Search the records for the string "SshClient" and copy every line where it turns up.

Collected data entries
- - - - - - -
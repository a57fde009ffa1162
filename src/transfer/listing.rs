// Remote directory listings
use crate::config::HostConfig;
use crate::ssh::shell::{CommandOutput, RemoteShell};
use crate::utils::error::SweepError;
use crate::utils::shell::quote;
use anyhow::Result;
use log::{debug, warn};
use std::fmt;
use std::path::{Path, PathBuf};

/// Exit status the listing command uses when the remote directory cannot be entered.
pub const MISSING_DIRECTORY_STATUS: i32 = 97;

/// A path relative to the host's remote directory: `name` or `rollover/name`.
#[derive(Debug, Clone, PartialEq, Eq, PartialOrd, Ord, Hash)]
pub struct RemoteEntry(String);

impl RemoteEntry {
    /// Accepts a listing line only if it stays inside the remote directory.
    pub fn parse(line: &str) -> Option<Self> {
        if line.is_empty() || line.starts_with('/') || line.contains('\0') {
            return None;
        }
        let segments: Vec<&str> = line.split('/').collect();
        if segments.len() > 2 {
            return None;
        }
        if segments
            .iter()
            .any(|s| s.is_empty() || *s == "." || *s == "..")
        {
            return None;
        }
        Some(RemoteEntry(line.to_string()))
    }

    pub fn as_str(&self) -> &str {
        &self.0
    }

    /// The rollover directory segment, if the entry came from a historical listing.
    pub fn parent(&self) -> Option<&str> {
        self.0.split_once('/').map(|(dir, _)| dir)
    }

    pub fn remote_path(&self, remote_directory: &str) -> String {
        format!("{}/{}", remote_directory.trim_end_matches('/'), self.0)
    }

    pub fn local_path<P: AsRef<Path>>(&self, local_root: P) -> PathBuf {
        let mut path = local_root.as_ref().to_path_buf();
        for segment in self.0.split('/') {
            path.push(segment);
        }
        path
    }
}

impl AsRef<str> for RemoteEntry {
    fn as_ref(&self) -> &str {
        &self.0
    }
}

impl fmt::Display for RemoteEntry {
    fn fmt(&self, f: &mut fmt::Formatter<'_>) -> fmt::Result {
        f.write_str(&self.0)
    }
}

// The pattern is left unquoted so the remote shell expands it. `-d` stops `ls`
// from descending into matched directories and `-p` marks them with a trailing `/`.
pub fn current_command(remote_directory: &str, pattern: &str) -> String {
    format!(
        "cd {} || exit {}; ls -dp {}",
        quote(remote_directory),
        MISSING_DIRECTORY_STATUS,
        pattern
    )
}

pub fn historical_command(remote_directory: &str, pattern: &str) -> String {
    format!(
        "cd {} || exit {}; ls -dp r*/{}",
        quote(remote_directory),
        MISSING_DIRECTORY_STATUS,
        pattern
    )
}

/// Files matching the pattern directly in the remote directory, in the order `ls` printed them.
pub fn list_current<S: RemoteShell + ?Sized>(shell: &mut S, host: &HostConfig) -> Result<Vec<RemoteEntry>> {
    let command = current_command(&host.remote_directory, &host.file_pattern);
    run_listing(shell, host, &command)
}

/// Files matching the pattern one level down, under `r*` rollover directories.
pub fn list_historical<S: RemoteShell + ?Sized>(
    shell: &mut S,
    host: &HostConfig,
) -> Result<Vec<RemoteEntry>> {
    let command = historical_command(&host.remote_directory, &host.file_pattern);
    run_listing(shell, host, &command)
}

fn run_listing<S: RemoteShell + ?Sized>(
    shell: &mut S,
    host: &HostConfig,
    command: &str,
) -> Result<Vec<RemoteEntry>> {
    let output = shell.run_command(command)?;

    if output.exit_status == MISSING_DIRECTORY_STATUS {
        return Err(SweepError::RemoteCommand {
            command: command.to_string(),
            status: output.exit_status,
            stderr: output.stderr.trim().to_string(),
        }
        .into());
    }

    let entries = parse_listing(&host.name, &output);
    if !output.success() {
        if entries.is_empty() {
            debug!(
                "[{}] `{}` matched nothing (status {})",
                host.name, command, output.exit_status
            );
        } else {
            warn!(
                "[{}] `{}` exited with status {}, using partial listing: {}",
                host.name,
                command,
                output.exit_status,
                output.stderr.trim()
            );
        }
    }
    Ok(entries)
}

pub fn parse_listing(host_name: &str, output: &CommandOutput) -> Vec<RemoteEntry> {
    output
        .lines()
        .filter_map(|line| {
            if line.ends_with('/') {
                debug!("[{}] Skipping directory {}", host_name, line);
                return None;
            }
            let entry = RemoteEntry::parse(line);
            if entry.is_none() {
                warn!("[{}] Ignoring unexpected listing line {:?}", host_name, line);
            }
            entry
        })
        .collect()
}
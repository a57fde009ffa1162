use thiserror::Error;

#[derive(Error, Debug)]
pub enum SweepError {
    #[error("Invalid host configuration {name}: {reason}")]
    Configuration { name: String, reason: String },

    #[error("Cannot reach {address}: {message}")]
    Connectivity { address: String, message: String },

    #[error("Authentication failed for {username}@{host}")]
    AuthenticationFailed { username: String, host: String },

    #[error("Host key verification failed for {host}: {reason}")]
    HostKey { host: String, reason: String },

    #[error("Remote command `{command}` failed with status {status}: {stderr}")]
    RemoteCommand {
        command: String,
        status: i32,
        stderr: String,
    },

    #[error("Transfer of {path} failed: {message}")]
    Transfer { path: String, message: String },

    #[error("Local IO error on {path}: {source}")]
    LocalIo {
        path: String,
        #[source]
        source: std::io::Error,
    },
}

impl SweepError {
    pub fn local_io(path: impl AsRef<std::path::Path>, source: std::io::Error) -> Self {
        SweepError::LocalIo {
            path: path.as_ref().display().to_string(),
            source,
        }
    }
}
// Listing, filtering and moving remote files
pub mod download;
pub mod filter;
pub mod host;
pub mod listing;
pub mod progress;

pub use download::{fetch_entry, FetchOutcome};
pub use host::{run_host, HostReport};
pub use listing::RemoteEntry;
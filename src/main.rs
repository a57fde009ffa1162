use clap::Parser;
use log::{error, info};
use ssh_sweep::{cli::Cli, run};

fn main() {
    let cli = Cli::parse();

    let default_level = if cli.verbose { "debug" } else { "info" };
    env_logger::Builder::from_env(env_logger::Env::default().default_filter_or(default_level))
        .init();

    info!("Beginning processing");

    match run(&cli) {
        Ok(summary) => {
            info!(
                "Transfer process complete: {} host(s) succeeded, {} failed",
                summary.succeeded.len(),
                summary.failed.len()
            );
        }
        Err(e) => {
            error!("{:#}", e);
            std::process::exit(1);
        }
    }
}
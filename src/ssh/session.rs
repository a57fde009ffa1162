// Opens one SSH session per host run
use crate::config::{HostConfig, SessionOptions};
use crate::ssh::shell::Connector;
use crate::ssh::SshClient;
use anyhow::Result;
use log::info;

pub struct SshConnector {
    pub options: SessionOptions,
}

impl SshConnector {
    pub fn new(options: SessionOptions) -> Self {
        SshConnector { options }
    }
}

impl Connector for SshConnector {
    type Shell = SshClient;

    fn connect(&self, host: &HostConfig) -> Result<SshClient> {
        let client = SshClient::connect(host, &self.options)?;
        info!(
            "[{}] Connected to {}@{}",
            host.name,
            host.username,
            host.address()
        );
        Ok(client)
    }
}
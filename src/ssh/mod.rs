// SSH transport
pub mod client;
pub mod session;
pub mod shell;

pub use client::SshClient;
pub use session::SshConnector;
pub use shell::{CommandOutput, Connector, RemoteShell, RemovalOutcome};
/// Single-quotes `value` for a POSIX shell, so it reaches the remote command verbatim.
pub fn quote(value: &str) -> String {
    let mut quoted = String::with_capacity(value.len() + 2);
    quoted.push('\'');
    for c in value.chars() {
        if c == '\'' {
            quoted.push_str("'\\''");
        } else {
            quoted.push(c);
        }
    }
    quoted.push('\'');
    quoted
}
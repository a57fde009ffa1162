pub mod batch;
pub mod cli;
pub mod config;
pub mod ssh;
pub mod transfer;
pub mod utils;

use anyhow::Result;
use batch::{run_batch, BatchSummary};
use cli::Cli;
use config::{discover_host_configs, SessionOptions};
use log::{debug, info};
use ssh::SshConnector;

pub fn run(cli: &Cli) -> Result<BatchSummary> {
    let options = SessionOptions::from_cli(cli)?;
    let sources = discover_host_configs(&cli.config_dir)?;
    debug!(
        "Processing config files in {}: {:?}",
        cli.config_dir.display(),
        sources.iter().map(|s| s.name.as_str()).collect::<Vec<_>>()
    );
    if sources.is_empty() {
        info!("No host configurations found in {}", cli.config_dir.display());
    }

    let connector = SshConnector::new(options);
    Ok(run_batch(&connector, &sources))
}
- - - - - - -
*OUTPUT FOR THIS TASK*.
use crate::ssh::SshClient;
    type Shell = SshClient;
    fn connect(&self, host: &HostConfig) -> Result<SshClient> {
        let client = SshClient::connect(host, &self.options)?;
pub use client::SshClient;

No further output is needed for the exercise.